Lately, I tried to use my Arduino Uno (AtMega328) board to detect the press of a series of three switches by an interrupt service routine.

If have three switches for called R, G and B. Whenever,at least one of these switches is pressed once a RGB-Led should toggle its state for red, green or blue.

Now, it was no problem for just two switches R and G, as the Arduino Uno board has two interrupt capable pins (2 and 3).

But, for the switch B I'm lacking another interrupt pin to detect the press of at least one of the three switches.

Is there a possible circuit, that easily allows one to detect the press of at least one of the three switches, so that I can just use one interrupt capable pin to detect the press of any switch?

The code for two leds using the Arduino IDE was super easy for just two switches:

const int buttonRed = 2;     // the number of the pushbutton pin
const int ledRed =  13;      // the number of the LED pin

const int buttonGreen= 3;
const int ledGreen=12;

// variables will change due to ISR
volatile int redState = 0;         
volatile int greenState=0;

void setup() {
  // initialize the LED pin as an output:
  pinMode(ledRed, OUTPUT);
  // initialize the pushbutton pin as an input:
  pinMode(buttonRed, INPUT);

  pinMode(ledGreen, OUTPUT);
  pinMode(buttonGreen, INPUT);

  // Attach an interrupt to the ISR vector
  attachInterrupt(digitalPinToInterrupt(buttonRed), redButton_ISR, CHANGE); 
  attachInterrupt(digitalPinToInterrupt(buttonGreen), greenButton_ISR, CHANGE); 
}

void loop() {
  // Nothing to do here
}

void greenButton_ISR() {
  greenState=digitalRead(buttonGreen);
  digitalWrite(ledGreen, greenState);
}

void redButton_ISR() {
  redState = digitalRead(buttonRed);
  digitalWrite(ledRed, redState);
} 
1
ATmega328 is capable to handle pin change interrupt on any IO pin. See chapter 13. External Interrupts in the datasheetAterLux

1 Answers

1
votes

As stated in the comments you can use pin change interrupts.
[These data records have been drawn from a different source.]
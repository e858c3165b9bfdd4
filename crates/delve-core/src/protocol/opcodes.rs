use std::fs;
use std::path::Path;

use serde::{Deserialize, Serialize};
use tracing::debug;

use crate::error::{Error, Result};

/// Zone-down opcodes for the game version being observed
#[derive(Debug, Clone, PartialEq, Eq, Serialize, Deserialize)]
pub struct OpcodeTable {
    pub version: String,
    pub system_log_message: u16,
    pub actor_control_self: u16,
}

impl Default for OpcodeTable {
    fn default() -> Self {
        Self {
            version: "7.1".to_string(),
            system_log_message: 0x0161,
            actor_control_self: 0x0200,
        }
    }
}

impl OpcodeTable {
    pub fn is_valid(&self) -> bool {
        !self.version.is_empty()
            && self.system_log_message != 0
            && self.actor_control_self != 0
            && self.system_log_message != self.actor_control_self
    }
}

/// Load an opcode table from a TOML file
pub fn load_opcodes<P: AsRef<Path>>(path: P) -> Result<OpcodeTable> {
    let content = fs::read_to_string(path.as_ref())?;
    let table: OpcodeTable = toml::from_str(&content)?;
    if !table.is_valid() {
        return Err(Error::InvalidOpcodes(format!(
            "version={:?} system_log_message={:#x} actor_control_self={:#x}",
            table.version, table.system_log_message, table.actor_control_self
        )));
    }
    debug!("Loaded opcodes for version {}", table.version);
    Ok(table)
}

/// Save an opcode table as TOML
pub fn save_opcodes<P: AsRef<Path>>(path: P, table: &OpcodeTable) -> Result<()> {
    let content = toml::to_string_pretty(table)?;
    fs::write(path, content)?;
    Ok(())
}
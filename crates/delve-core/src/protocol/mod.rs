//! Server message decoding.
//!
//! Only two server-to-client messages matter to the tracker:
//!
//! - **SystemLogMessage**: pomander use, duty end, transference
//! - **ActorControlSelf**: director updates (duty commenced / recommenced)
//!
//! Opcode numbers move between game patches, so they come from a versioned
//! [`OpcodeTable`] that can be loaded from disk. Payload layouts are fixed
//! and live in [`layout`].

pub mod layout;
mod message;
mod opcodes;
mod signal;

pub use message::*;
pub use opcodes::*;
pub use signal::*;
//! Interfaces to the host plugin runtime.
//!
//! The core never touches game memory or the renderer itself. Everything it
//! needs from the running client comes through these traits, which the host
//! binding implements (and the tests fake).

use std::sync::Arc;

use serde::{Deserialize, Serialize};

use crate::config::Color;
use crate::error::Result;
use crate::geometry::{Vec2, Vec3};
use crate::protocol::NetworkMessage;

/// Object id of empty object-table slots
pub const INVALID_OBJECT_ID: u32 = 0xE000_0000;

#[derive(Debug, Clone, Copy, PartialEq, Eq, Default, Serialize, Deserialize)]
pub enum ObjectKind {
    #[default]
    None,
    Player,
    BattleNpc,
    EventNpc,
    Treasure,
    EventObj,
    Companion,
    Other,
}

/// One entry of the client's object table
#[derive(Debug, Clone, PartialEq, Serialize, Deserialize)]
pub struct GameEntity {
    pub object_id: u32,
    /// Row id in the object's data sheet (event object / treasure id)
    pub data_id: u32,
    /// Stable monster type id for battle NPCs
    pub name_id: u32,
    pub name: String,
    pub kind: ObjectKind,
    pub sub_kind: u8,
    pub position: Vec3,
    /// Facing in radians, 0 = +Z
    pub rotation: f32,
    pub hitbox_radius: f32,
    pub in_combat: bool,
    pub targetable: bool,
    pub current_hp: u32,
    pub max_hp: u32,
}

impl Default for GameEntity {
    fn default() -> Self {
        Self {
            object_id: INVALID_OBJECT_ID,
            data_id: 0,
            name_id: 0,
            name: String::new(),
            kind: ObjectKind::None,
            sub_kind: 0,
            position: Vec3::default(),
            rotation: 0.0,
            hitbox_radius: 0.0,
            in_combat: false,
            targetable: true,
            current_hp: 0,
            max_hp: 0,
        }
    }
}

impl GameEntity {
    pub fn is_valid(&self) -> bool {
        self.object_id != INVALID_OBJECT_ID && self.kind != ObjectKind::None
    }
}

/// Client condition flags relevant to drawing
#[derive(Debug, Clone, Copy, PartialEq, Eq, Default)]
pub struct Conditions {
    pub logging_out: bool,
    pub between_areas: bool,
    pub between_areas51: bool,
}

impl Conditions {
    /// Loading screens, zone transitions and logout
    pub fn in_transition(&self) -> bool {
        self.logging_out || self.between_areas || self.between_areas51
    }
}

/// Result of projecting a world position onto the screen
#[derive(Debug, Clone, Copy, PartialEq, Default)]
pub struct Projection {
    pub screen: Vec2,
    pub on_screen: bool,
}

/// Read access to the running game client plus the one action the core uses
pub trait GameClient: Send + Sync {
    /// Current territory id
    fn territory_type(&self) -> u16;

    fn conditions(&self) -> Conditions;

    /// Content id of the logged-in character, 0 when not logged in
    fn local_content_id(&self) -> u64;

    fn local_player(&self) -> Option<GameEntity>;

    /// Snapshot of the object table. May fail transiently while the client
    /// is rebuilding it.
    fn object_table(&self) -> Result<Vec<GameEntity>>;

    fn world_to_screen(&self, world: Vec3) -> Projection;

    /// Ask the client to interact with an object (open a chest)
    fn interact(&self, object_id: u32) -> Result<()>;
}

/// Host window management
pub trait WindowControl: Send + Sync {
    fn show_main_window(&self);
    fn close_main_window(&self);
}

/// Immediate-mode drawing primitives in screen space
pub trait DrawList {
    fn add_text(&mut self, pos: Vec2, color: Color, text: &str);
    fn add_circle_filled(&mut self, center: Vec2, radius: f32, color: Color);
    fn add_line(&mut self, from: Vec2, to: Vec2, color: Color, thickness: f32);
    fn add_polyline(&mut self, points: &[Vec2], color: Color, thickness: f32, closed: bool);
    fn add_convex_poly_filled(&mut self, points: &[Vec2], color: Color);
}

/// Callbacks the host delivers to a subscribed component
pub trait EventSink: Send + Sync {
    fn on_network_message(&self, msg: &NetworkMessage<'_>);
    fn on_frame(&self, draw: &mut dyn DrawList);
    fn on_zone_changed(&self, zone: u16);
}

#[derive(Debug, Clone, Copy, PartialEq, Eq, Hash)]
pub struct SubscriptionId(pub u64);

/// Host event registration. After `unsubscribe` returns, the host must not
/// invoke the sink again.
pub trait HostEvents {
    fn subscribe(&self, sink: Arc<dyn EventSink>) -> SubscriptionId;
    fn unsubscribe(&self, id: SubscriptionId);
}
//! Entity overlay: classification, mob data, the background scanner and the
//! per-frame renderer.

mod mob_info;
mod object;
mod render;
mod scanner;
mod snapshot;

pub use mob_info::{MobInfo, MobInfoTable, SharedMobInfo};
pub use object::{AggroType, EspObject, EspType};
pub use render::{Renderer, draw_snapshot, should_draw_name};
pub use scanner::{Scanner, should_draw};
pub use snapshot::{Snapshot, SnapshotBuffer};
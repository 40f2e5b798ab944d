//! Percentile rank against a series' own history.
//!
//! Upstream bundles usually ship percentiles precomputed; these are used when
//! they don't.

use crate::domain::valid;

/// Percentage (0–100) of valid observations in `history` strictly below
/// `value`. `None` when `value` is invalid or history has no valid entries.
pub fn percentile_rank(history: &[Option<f64>], value: f64) -> Option<f64> {
    if !value.is_finite() {
        return None;
    }
    let (below, total) = history
        .iter()
        .filter_map(|v| valid(*v))
        .fold((0usize, 0usize), |(below, total), x| {
            (below + usize::from(x < value), total + 1)
        });
    if total == 0 {
        return None;
    }
    Some(below as f64 / total as f64 * 100.0)
}

/// Last valid observation and its percentile rank within the whole series.
pub fn latest_percentile(values: &[Option<f64>]) -> Option<(f64, f64)> {
    let latest = values.iter().rev().find_map(|v| valid(*v))?;
    percentile_rank(values, latest).map(|p| (latest, p))
}
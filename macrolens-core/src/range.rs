//! Range resolution: symbolic range codes to cutoff dates.
//!
//! A range code ("1M", "1Y", "ALL", ...) names a trailing window ending at
//! "now". Windows are measured in calendar months or years, never in fixed
//! day counts: the cutoff keeps the day-of-month of `now`, and when that day
//! does not exist in the target month the excess rolls into the following
//! month (Mar 31 minus one month lands on Mar 3, or Mar 2 in a leap year).

use crate::error::RangeError;
use chrono::{Datelike, Days, NaiveDate};
use serde::{Deserialize, Serialize};

/// Code of the unbounded range.
pub const ALL: &str = "ALL";

/// Length of a trailing window.
#[derive(Debug, Clone, Copy, PartialEq, Eq, Hash, Serialize, Deserialize)]
#[serde(tag = "unit", content = "count", rename_all = "snake_case")]
pub enum RangeSpan {
    Months(u32),
    Years(u32),
    All,
}

impl RangeSpan {
    /// First date inside the window ending at `now`, or `None` for `All`.
    pub fn cutoff(self, now: NaiveDate) -> Option<NaiveDate> {
        match self {
            RangeSpan::All => None,
            RangeSpan::Months(n) => Some(months_back(now, n)),
            RangeSpan::Years(n) => Some(months_back(now, n.saturating_mul(12))),
        }
    }
}

/// A named range code and its window.
#[derive(Debug, Clone, PartialEq, Eq, Serialize, Deserialize)]
pub struct RangeDef {
    pub code: String,
    pub span: RangeSpan,
}

impl RangeDef {
    pub fn new(code: impl Into<String>, span: RangeSpan) -> Self {
        Self {
            code: code.into(),
            span,
        }
    }
}

/// The set of range codes the dashboard offers.
///
/// Defaults to 1M, 3M, 6M, 1Y, 2Y, 3Y, 5Y and ALL; configuration may replace
/// or extend it. Lookups are case-sensitive.
#[derive(Debug, Clone, PartialEq, Eq, Serialize, Deserialize)]
#[serde(transparent)]
pub struct RangeTable {
    defs: Vec<RangeDef>,
}

impl Default for RangeTable {
    fn default() -> Self {
        Self::new(vec![
            RangeDef::new("1M", RangeSpan::Months(1)),
            RangeDef::new("3M", RangeSpan::Months(3)),
            RangeDef::new("6M", RangeSpan::Months(6)),
            RangeDef::new("1Y", RangeSpan::Years(1)),
            RangeDef::new("2Y", RangeSpan::Years(2)),
            RangeDef::new("3Y", RangeSpan::Years(3)),
            RangeDef::new("5Y", RangeSpan::Years(5)),
            RangeDef::new(ALL, RangeSpan::All),
        ])
    }
}

impl RangeTable {
    /// Build a table. `ALL` is appended when missing, since filtering falls
    /// back to it.
    pub fn new(mut defs: Vec<RangeDef>) -> Self {
        if !defs.iter().any(|d| d.code == ALL) {
            defs.push(RangeDef::new(ALL, RangeSpan::All));
        }
        Self { defs }
    }

    pub fn span(&self, code: &str) -> Result<RangeSpan, RangeError> {
        self.defs
            .iter()
            .find(|d| d.code == code)
            .map(|d| d.span)
            .ok_or_else(|| RangeError::UnknownRange {
                code: code.to_string(),
            })
    }

    pub fn contains(&self, code: &str) -> bool {
        self.defs.iter().any(|d| d.code == code)
    }

    pub fn codes(&self) -> impl Iterator<Item = &str> {
        self.defs.iter().map(|d| d.code.as_str())
    }

    pub fn defs(&self) -> &[RangeDef] {
        &self.defs
    }

    /// Cutoff for `code` relative to `now`; `None` means no filtering.
    pub fn cutoff_for(&self, code: &str, now: NaiveDate) -> Result<Option<NaiveDate>, RangeError> {
        Ok(self.span(code)?.cutoff(now))
    }
}

/// Cutoff for one of the default range codes.
pub fn cutoff_for(code: &str, now: NaiveDate) -> Result<Option<NaiveDate>, RangeError> {
    RangeTable::default().cutoff_for(code, now)
}

/// Ascending indices of `dates` on or after `cutoff` (all indices for `None`).
pub fn indices_since(dates: &[NaiveDate], cutoff: Option<NaiveDate>) -> Vec<usize> {
    match cutoff {
        None => (0..dates.len()).collect(),
        Some(c) => dates
            .iter()
            .enumerate()
            .filter(|(_, d)| **d >= c)
            .map(|(i, _)| i)
            .collect(),
    }
}

/// Calendar rollback by whole months with day-of-month overflow.
///
/// The target month is computed first; the day-of-month is then added to its
/// first day, so days past the month's end spill into the next month.
/// Saturates to `NaiveDate::MIN` if the calendar range is exceeded.
pub fn months_back(date: NaiveDate, months: u32) -> NaiveDate {
    let total = i64::from(date.year()) * 12 + i64::from(date.month0()) - i64::from(months);
    let year = total.div_euclid(12);
    let month = total.rem_euclid(12) as u32 + 1;

    i32::try_from(year)
        .ok()
        .and_then(|y| NaiveDate::from_ymd_opt(y, month, 1))
        .and_then(|first| first.checked_add_days(Days::new(u64::from(date.day() - 1))))
        .unwrap_or(NaiveDate::MIN)
}

#[cfg(test)]
mod tests {
    use super::*;

    fn d(y: i32, m: u32, day: u32) -> NaiveDate {
        NaiveDate::from_ymd_opt(y, m, day).unwrap()
    }

    #[test]
    fn all_has_no_cutoff() {
        assert_eq!(cutoff_for("ALL", d(2024, 6, 15)).unwrap(), None);
    }

    #[test]
    fn one_year_keeps_month_and_day() {
        assert_eq!(cutoff_for("1Y", d(2024, 6, 15)).unwrap(), Some(d(2023, 6, 15)));
        assert_eq!(cutoff_for("5Y", d(2024, 6, 15)).unwrap(), Some(d(2019, 6, 15)));
    }

    #[test]
    fn months_cross_year_boundary() {
        assert_eq!(cutoff_for("3M", d(2024, 2, 10)).unwrap(), Some(d(2023, 11, 10)));
        assert_eq!(cutoff_for("6M", d(2024, 1, 1)).unwrap(), Some(d(2023, 7, 1)));
    }

    #[test]
    fn month_end_overflows_into_next_month() {
        // Feb 31 does not exist: 2023 has 28 days in Feb -> Mar 3.
        assert_eq!(cutoff_for("1M", d(2023, 3, 31)).unwrap(), Some(d(2023, 3, 3)));
        // Leap year: Feb has 29 days -> Mar 2.
        assert_eq!(cutoff_for("1M", d(2024, 3, 31)).unwrap(), Some(d(2024, 3, 2)));
        // Apr 31 -> May 1.
        assert_eq!(months_back(d(2024, 5, 31), 1), d(2024, 5, 1));
    }

    #[test]
    fn leap_day_one_year_back() {
        assert_eq!(cutoff_for("1Y", d(2024, 2, 29)).unwrap(), Some(d(2023, 3, 1)));
    }

    #[test]
    fn unknown_code_is_an_error() {
        let err = cutoff_for("7Y", d(2024, 1, 1)).unwrap_err();
        assert_eq!(err, RangeError::UnknownRange { code: "7Y".into() });
        assert!(cutoff_for("1y", d(2024, 1, 1)).is_err());
    }

    #[test]
    fn custom_table_extends_codes() {
        let table = RangeTable::new(vec![RangeDef::new("10Y", RangeSpan::Years(10))]);
        assert_eq!(
            table.cutoff_for("10Y", d(2024, 1, 1)).unwrap(),
            Some(d(2014, 1, 1))
        );
        // ALL is always available.
        assert!(table.contains(ALL));
        assert!(table.cutoff_for("1M", d(2024, 1, 1)).is_err());
    }

    #[test]
    fn indices_since_cutoff() {
        let dates = vec![d(2024, 1, 1), d(2024, 1, 2), d(2024, 1, 3), d(2024, 1, 4)];
        assert_eq!(indices_since(&dates, Some(d(2024, 1, 3))), vec![2, 3]);
        assert_eq!(indices_since(&dates, None), vec![0, 1, 2, 3]);
        assert!(indices_since(&dates, Some(d(2025, 1, 1))).is_empty());
    }

    #[test]
    fn span_parses_from_tagged_table() {
        let def: RangeDef = toml::from_str(
            r#"
            code = "2Y"
            span = { unit = "years", count = 2 }
            "#,
        )
        .unwrap();
        assert_eq!(def, RangeDef::new("2Y", RangeSpan::Years(2)));

        let all: RangeDef = toml::from_str(r#"code = "MAX"
span = { unit = "all" }"#)
        .unwrap();
        assert_eq!(all.span, RangeSpan::All);
    }
}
See https://thewanderingengineer.com/2014/08/11/arduino-pin-change-interrupts/ or

https://arduino.stackexchange.com/questions/1784/how-many-interrupt-pins-can-an-uno-handle

Alternatively you can connect all buttons to the same interrupt and each one to another input. Then in the ISR check which of the three buttons is pressed.

Or you connect all three buttons with three different resisitors to an analog input. The measured voltage tells you which of the buttons are pressed.

If your code doesn't do anyhting but this, there is actually no need for interrupts so you can just frequently poll the button states in a loop.